Collected data:
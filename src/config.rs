// src/config.rs
// =============================================================================
// Run configuration, built by the CLI and handed to the library.
//
// ScanConfig  which part of the content tree to look at
// ProbeConfig how politely to probe external links
//
// Defaults for probing:
//   throttle 5s between requests to the same domain
//   3 retries, transport failures back off 1s, 4s, 16s, ...
//   3 workers per domain
// =============================================================================

use std::path::PathBuf;
use std::time::Duration;

pub const DEFAULT_THROTTLE: Duration = Duration::from_secs(5);
pub const DEFAULT_RETRIES: u32 = 3;
pub const DEFAULT_BACKOFF: Duration = Duration::from_secs(1);
pub const DEFAULT_WORKERS: usize = 3;

/// Domains that block or rate-limit automated requests so hard that probing
/// them only produces noise
pub const SKIP_DOMAINS: &[&str] = &[
    "codeforces.com",
    "developer.android.com",
    "leetcode.com",
    "linux.die.net",
    "marketplace.visualstudio.com",
    "udemy.com",
    "youtube.com",
    "www.amazon.com",
    "www.canva.com",
    "www.cloudflare.com",
    "www.java.com",
    "www.linux.org",
    "www.make.com",
    "www.mercurial-scm.org",
    "www.skillshare.com",
    "www.softwaretestinghelp.com",
    "www.whatsapp.com",
    "www.youtube.com",
];

/// Which documents to scan and when to give up.
#[derive(Debug, Clone, Default, PartialEq, Eq)]
pub struct ScanConfig {
    /// Site root, the directory holding `content/` and `static/`
    pub root: PathBuf,
    /// Only scan this course
    pub course: Option<String>,
    /// Only keep documents carrying at least one of these tags
    pub tags: Vec<String>,
    /// Stop after this many files with errors, 0 or `None` means never
    pub max_errors: Option<usize>,
}

impl ScanConfig {
    pub fn new(root: impl Into<PathBuf>) -> Self {
        ScanConfig {
            root: root.into(),
            ..ScanConfig::default()
        }
    }

    /// The error budget, if there is one
    pub fn error_budget(&self) -> Option<usize> {
        self.max_errors.filter(|&max| max > 0)
    }

    /// True when no tag filter is set or `tags` has a wanted tag.
    pub fn matches_tags(&self, tags: &[String]) -> bool {
        self.tags.is_empty() || tags.iter().any(|tag| self.tags.contains(tag))
    }

    /// True when the scan covers only part of the tree
    pub fn is_filtered(&self) -> bool {
        self.course.is_some() || !self.tags.is_empty()
    }

    pub fn content_dir(&self) -> PathBuf {
        self.root.join("content")
    }

    pub fn static_dir(&self) -> PathBuf {
        self.root.join("static")
    }
}

/// Pacing of the external link prober.
#[derive(Debug, Clone, PartialEq, Eq)]
pub struct ProbeConfig {
    /// Pause before each request to a domain, and after a 429
    pub throttle: Duration,
    /// Extra attempts after the first one
    pub retries: u32,
    /// Base delay after a transport failure, grows 4x per attempt
    pub backoff: Duration,
    /// Concurrent requests per domain
    pub workers: usize,
    /// Skip the domains in `SKIP_DOMAINS`
    pub skip_unreliable: bool,
}

impl Default for ProbeConfig {
    fn default() -> Self {
        ProbeConfig {
            throttle: DEFAULT_THROTTLE,
            retries: DEFAULT_RETRIES,
            backoff: DEFAULT_BACKOFF,
            workers: DEFAULT_WORKERS,
            skip_unreliable: true,
        }
    }
}

impl ProbeConfig {
    /// Delay after the `attempt`-th (0-based) transport failure
    pub fn backoff_for(&self, attempt: u32) -> Duration {
        self.backoff.saturating_mul(1u32.checked_shl(attempt.saturating_mul(2)).unwrap_or(u32::MAX))
    }

    pub fn is_skipped(&self, domain: &str) -> bool {
        self.skip_unreliable && SKIP_DOMAINS.contains(&domain)
    }
}

#[cfg(test)]
mod tests {
    use super::*;

    #[test]
    fn test_error_budget() {
        assert_eq!(ScanConfig::default().error_budget(), None);

        let config = ScanConfig {
            max_errors: Some(0),
            ..ScanConfig::default()
        };
        assert_eq!(config.error_budget(), None);

        let config = ScanConfig {
            max_errors: Some(4),
            ..ScanConfig::default()
        };
        assert_eq!(config.error_budget(), Some(4));
    }

    #[test]
    fn test_matches_tags() {
        let config = ScanConfig::new(".");
        assert!(config.matches_tags(&[]));

        let config = ScanConfig {
            tags: vec!["go".to_string(), "rust".to_string()],
            ..ScanConfig::new(".")
        };
        assert!(config.matches_tags(&["rust".to_string()]));
        assert!(!config.matches_tags(&["python".to_string()]));
        assert!(!config.matches_tags(&[]));
        assert!(config.is_filtered());
    }

    #[test]
    fn test_backoff_grows_fourfold() {
        let config = ProbeConfig::default();
        assert_eq!(config.backoff_for(0), Duration::from_secs(1));
        assert_eq!(config.backoff_for(1), Duration::from_secs(4));
        assert_eq!(config.backoff_for(2), Duration::from_secs(16));
    }

    #[test]
    fn test_backoff_saturates_for_huge_attempts() {
        let config = ProbeConfig::default();
        let ceiling = Duration::from_secs(u64::from(u32::MAX));
        assert_eq!(config.backoff_for(16), ceiling);
        assert_eq!(config.backoff_for(u32::MAX / 2 + 1), ceiling);
        assert_eq!(config.backoff_for(u32::MAX), ceiling);
    }

    #[test]
    fn test_skip_domains() {
        let config = ProbeConfig::default();
        assert!(config.is_skipped("www.youtube.com"));
        assert!(!config.is_skipped("go.dev"));

        let config = ProbeConfig {
            skip_unreliable: false,
            ..ProbeConfig::default()
        };
        assert!(!config.is_skipped("www.youtube.com"));
    }
}
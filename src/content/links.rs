// src/content/links.rs
// =============================================================================
// This module extracts links from a page body, remembering where each link
// sits in the document.
//
// We use the `pulldown-cmark` crate which:
// - Parses Markdown into events (heading, paragraph, link, etc.)
// - Follows CommonMark
// - Can report the byte range of every event (into_offset_iter)
//
// Every link is keyed by its position: "<line>:<column>", where the line is
// 1-based and counted from the top of the document (front matter included)
// and the column is the 0-based byte offset of the link destination on that
// line. Example:
//
//   line 21:  - [which](https://linux.die.net/man/1/which)
//   key:      "21:10"
//
// Unlike a link checker we keep every destination here (relative paths,
// anchors, files). Sorting them out is the job of checker::links.
// =============================================================================

use super::front_matter::SplitDocument;
use pulldown_cmark::{Event, LinkType, Parser, Tag};
use serde::Serialize;
use std::collections::BTreeMap;
use std::fmt;

/// Where a link destination starts inside its document.
#[derive(Debug, Clone, Copy, PartialEq, Eq, PartialOrd, Ord, Hash, Serialize)]
pub struct LinkPosition {
    /// 1-based line number
    pub line: usize,
    /// 0-based byte column
    pub column: usize,
}

impl fmt::Display for LinkPosition {
    fn fmt(&self, f: &mut fmt::Formatter<'_>) -> fmt::Result {
        write!(f, "{}:{}", self.line, self.column)
    }
}

/// Link destinations of one document, ordered by position
pub type Links = BTreeMap<LinkPosition, String>;

/// Extracts all link destinations from the body of `document`.
///
/// `split` must come from splitting this very `document`.
pub fn extract_links(document: &str, split: &SplitDocument<'_>) -> Links {
    let mut links = Links::new();
    let lines = LineIndex::new(document);

    for (event, range) in Parser::new(split.body).into_offset_iter() {
        // In pulldown-cmark 0.9, Link is Tag::Link(link_type, dest_url, title)
        let Event::Start(Tag::Link(link_type, dest_url, _title)) = event else {
            continue;
        };

        if link_type == LinkType::Email || dest_url.is_empty() {
            continue;
        }

        let source = &split.body[range.clone()];
        let offset = split.body_offset + range.start + destination_offset(source, &dest_url);

        links.insert(lines.position(offset), dest_url.to_string());
    }

    links
}

// Offset of the destination inside the source text of a link:
//   [text](dest "title")  -> after the "]("
//   <dest>                -> after the "<"
// Escaped or reference-style destinations do not appear verbatim, those
// links are keyed by where the link itself starts.
fn destination_offset(source: &str, dest: &str) -> usize {
    let search_from = source.find("](").map(|i| i + 2).unwrap_or(0);

    source[search_from..]
        .find(dest)
        .map(|i| search_from + i)
        .or_else(|| source.find(dest))
        .unwrap_or(0)
}

// Byte offsets at which every line starts
struct LineIndex {
    starts: Vec<usize>,
}

impl LineIndex {
    fn new(text: &str) -> Self {
        let starts = std::iter::once(0)
            .chain(text.match_indices('\n').map(|(i, _)| i + 1))
            .collect();
        LineIndex { starts }
    }

    fn position(&self, offset: usize) -> LinkPosition {
        // number of line starts at or before offset == 1-based line
        let line = self.starts.partition_point(|&start| start <= offset);
        let column = offset - self.starts[line - 1];
        LinkPosition { line, column }
    }
}

#[cfg(test)]
mod tests {
    use super::*;
    use crate::content::front_matter::split_document;

    fn links_of(document: &str) -> Vec<(String, String)> {
        let split = split_document(document).unwrap();
        extract_links(document, &split)
            .into_iter()
            .map(|(position, url)| (position.to_string(), url))
            .collect()
    }

    #[test]
    fn test_extract_positions() {
        let document = "+++\ntitle = 'x'\n+++\n\nTopics\n------\n\n- [which](https://linux.die.net/man/1/which)\n- [ping](https://linux.die.net/man/1/ping)\n";
        assert_eq!(
            links_of(document),
            vec![
                ("8:10".to_string(), "https://linux.die.net/man/1/which".to_string()),
                ("9:9".to_string(), "https://linux.die.net/man/1/ping".to_string()),
            ]
        );
    }

    #[test]
    fn test_two_links_on_one_line() {
        let document = "+++\ntitle = 'x'\n+++\nThanks to the [Carrie Anne](https://about.me/carrieannephilbin) and [Crash Course](https://www.youtube.com/@crashcourse)\n";
        assert_eq!(
            links_of(document),
            vec![
                ("4:28".to_string(), "https://about.me/carrieannephilbin".to_string()),
                ("4:83".to_string(), "https://www.youtube.com/@crashcourse".to_string()),
            ]
        );
    }

    #[test]
    fn test_relative_and_file_links_are_kept() {
        let document = "+++\ntitle = 'x'\n+++\n\nDownload [this SQL File](/a1.1/practice-data-cleanup.sql).\n";
        assert_eq!(
            links_of(document),
            vec![("5:25".to_string(), "/a1.1/practice-data-cleanup.sql".to_string())]
        );
    }

    #[test]
    fn test_skip_mailto_autolinks() {
        let document = "+++\ntitle = 'x'\n+++\n\nMail <someone@example.com> or see <https://example.com>\n";
        assert_eq!(
            links_of(document),
            vec![("5:35".to_string(), "https://example.com".to_string())]
        );
    }

    #[test]
    fn test_unmatched_destination_is_keyed_at_link_start() {
        let document = "+++\ntitle = 'x'\n+++\n\nSee [notes](notes\\_v2.md) and [docs][ref]\n\n[ref]: https://example.com/docs\n";
        assert_eq!(
            links_of(document),
            vec![
                ("5:4".to_string(), "notes_v2.md".to_string()),
                ("5:30".to_string(), "https://example.com/docs".to_string()),
            ]
        );
    }

    #[test]
    fn test_no_links() {
        let document = "+++\ntitle = 'x'\n+++\n\nSummary\n-------\n\nNothing to see.\n";
        assert!(links_of(document).is_empty());
    }
}
mod config;
mod managers;
mod utils;

use anyhow::Result;
use clap::{Parser, Subcommand};
use managers::pruning::PruningManager;
use std::path::PathBuf;
use utils::locker::PassLock;

#[derive(Parser)]
#[command(name = "backup-pruner")]
#[command(about = "Prunes old wbadmin backup versions from rotating destinations", long_about = None)]
#[command(version)]
struct Cli {
    /// Path to configuration file
    #[arg(short, long, default_value = "/etc/backup-pruner/config.toml")]
    config: PathBuf,

    #[command(subcommand)]
    command: Option<Commands>,
}

#[derive(Subcommand)]
enum Commands {
    /// Run one pruning pass over all configured targets (the default)
    Run,

    /// List all configured targets
    List,

    /// Validate the configuration and check the backup tool is reachable
    Validate,
}

fn main() -> Result<()> {
    let cli = Cli::parse();

    // Scheduler invokes the bare binary, so a missing subcommand means run
    let command = cli.command.unwrap_or(Commands::Run);

    match command {
        Commands::Run => {
            let config = config::load_config(&cli.config)?;

            // Setup logging with file rotation (must keep guard alive)
            let logging_config = managers::logging::LoggingConfig::from_config(
                &config.global.log_directory,
                &config.global.log_level,
                config.global.log_max_files,
            );
            let _log_guard = managers::logging::init_logging(&logging_config)?;

            // Fail fast if a previous pass is still running
            let _lock = PassLock::acquire()?;

            let manager = PruningManager::new(config);
            manager.run_pass()?;
        }

        Commands::List => {
            managers::logging::init_console_logging();
            let config = config::load_config(&cli.config)?;

            println!(
                "Retention: keep {} versions per target",
                config.global.keep_versions
            );
            println!("Tool: {}", config.global.tool_path.display());
            println!();

            if config.targets.is_empty() {
                println!("No targets configured.");
            }
            for target in &config.targets {
                println!("{:<10} {:<10} {}", target.label, target.day, target.volume);
            }
        }

        Commands::Validate => {
            managers::logging::init_console_logging();
            let config = config::load_config(&cli.config)?;

            let tool_path = &config.global.tool_path;
            let reachable = if tool_path.components().count() > 1 {
                tool_path.is_file()
            } else {
                which::which(tool_path).is_ok()
            };

            if !reachable {
                eprintln!("✗ Backup tool not found: {}", tool_path.display());
                std::process::exit(1);
            }

            println!(
                "✓ Configuration valid: {} target(s), keep {} versions",
                config.targets.len(),
                config.global.keep_versions
            );
        }
    }

    Ok(())
}
use serde::{Deserialize, Serialize};
use std::path::PathBuf;

/// Root configuration structure
#[derive(Debug, Clone, Deserialize, Serialize)]
pub struct Config {
    pub global: GlobalConfig,
    /// Pruning targets, processed in the order they appear in the file
    #[serde(default)]
    pub targets: Vec<Target>,
}

/// Global configuration settings
#[derive(Debug, Clone, Deserialize, Serialize)]
pub struct GlobalConfig {
    /// Path to the native backup tool (wbadmin.exe or compatible)
    pub tool_path: PathBuf,

    /// Number of backup versions to keep on every target
    #[serde(default = "default_keep_versions")]
    pub keep_versions: u32,

    /// Logging configuration
    #[serde(default = "default_log_directory")]
    pub log_directory: PathBuf,
    #[serde(default = "default_log_level")]
    pub log_level: String,
    #[serde(default = "default_log_max_files")]
    pub log_max_files: u32,
}

/// One backup destination to prune
#[derive(Debug, Clone, Deserialize, Serialize)]
pub struct Target {
    /// Human-readable disk label, e.g. "DISK_01"
    pub label: String,

    /// Rotation-day annotation for matching physical disks; informational only
    #[serde(default)]
    pub day: String,

    /// Volume identifier the backup tool uses to locate the destination,
    /// e.g. "\\?\Volume{557998A3-CF50-4139-80E1-2A8161A823D7}\"
    pub volume: String,
}

// Default value functions

fn default_keep_versions() -> u32 {
    20
}
fn default_log_directory() -> PathBuf {
    PathBuf::from("~/logs")
}
fn default_log_level() -> String {
    "debug".to_string()
}
fn default_log_max_files() -> u32 {
    10
}
//! Backup Pruner Library
//!
//! Enforces a keep-last-N retention policy on wbadmin-style backup
//! destinations by invoking the native backup tool once per configured
//! target and classifying the exit code.

pub mod config;
pub mod managers;
pub mod utils;

// Re-export commonly used types
pub use config::{load_config, Config, GlobalConfig, Target};
pub use managers::logging::{init_console_logging, init_logging, LogGuard, LoggingConfig};
pub use managers::pruning::{PassSummary, PruningManager};
//! Configuration module for backup-pruner
//!
//! This module handles loading and validating configuration from TOML files.
//!
//! ## Example Usage
//!
//! ```no_run
//! use backup_pruner::config;
//!
//! let config = config::load_config("pruner-config.toml")?;
//!
//! for target in &config.targets {
//!     println!("Target: {} -> {}", target.label, target.volume);
//! }
//! # Ok::<(), config::ConfigError>(())
//! ```

mod loader;
mod types;

pub use loader::{load_config, ConfigError, Result};
pub use types::*;

/// Expand tilde (~) in path
pub fn expand_tilde(path: &std::path::Path) -> std::path::PathBuf {
    if let Ok(stripped) = path.strip_prefix("~") {
        if let Some(home) = dirs::home_dir() {
            return home.join(stripped);
        }
    }
    path.to_path_buf()
}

- What you will do
The answer should hold only the lines from the start of the records above through the line containing "4s, 16s, ...", each set down exactly.

- Answer to this problem
filename src/config.rs
// src/config.rs
// =============================================================================
// Run configuration, built by the CLI and handed to the library.
//
// ScanConfig  which part of the content tree to look at
// ProbeConfig how politely to probe external links
//
// Defaults for probing:
//   throttle 5s between requests to the same domain
//   3 retries, transport failures back off 1s, 4s, 16s, ...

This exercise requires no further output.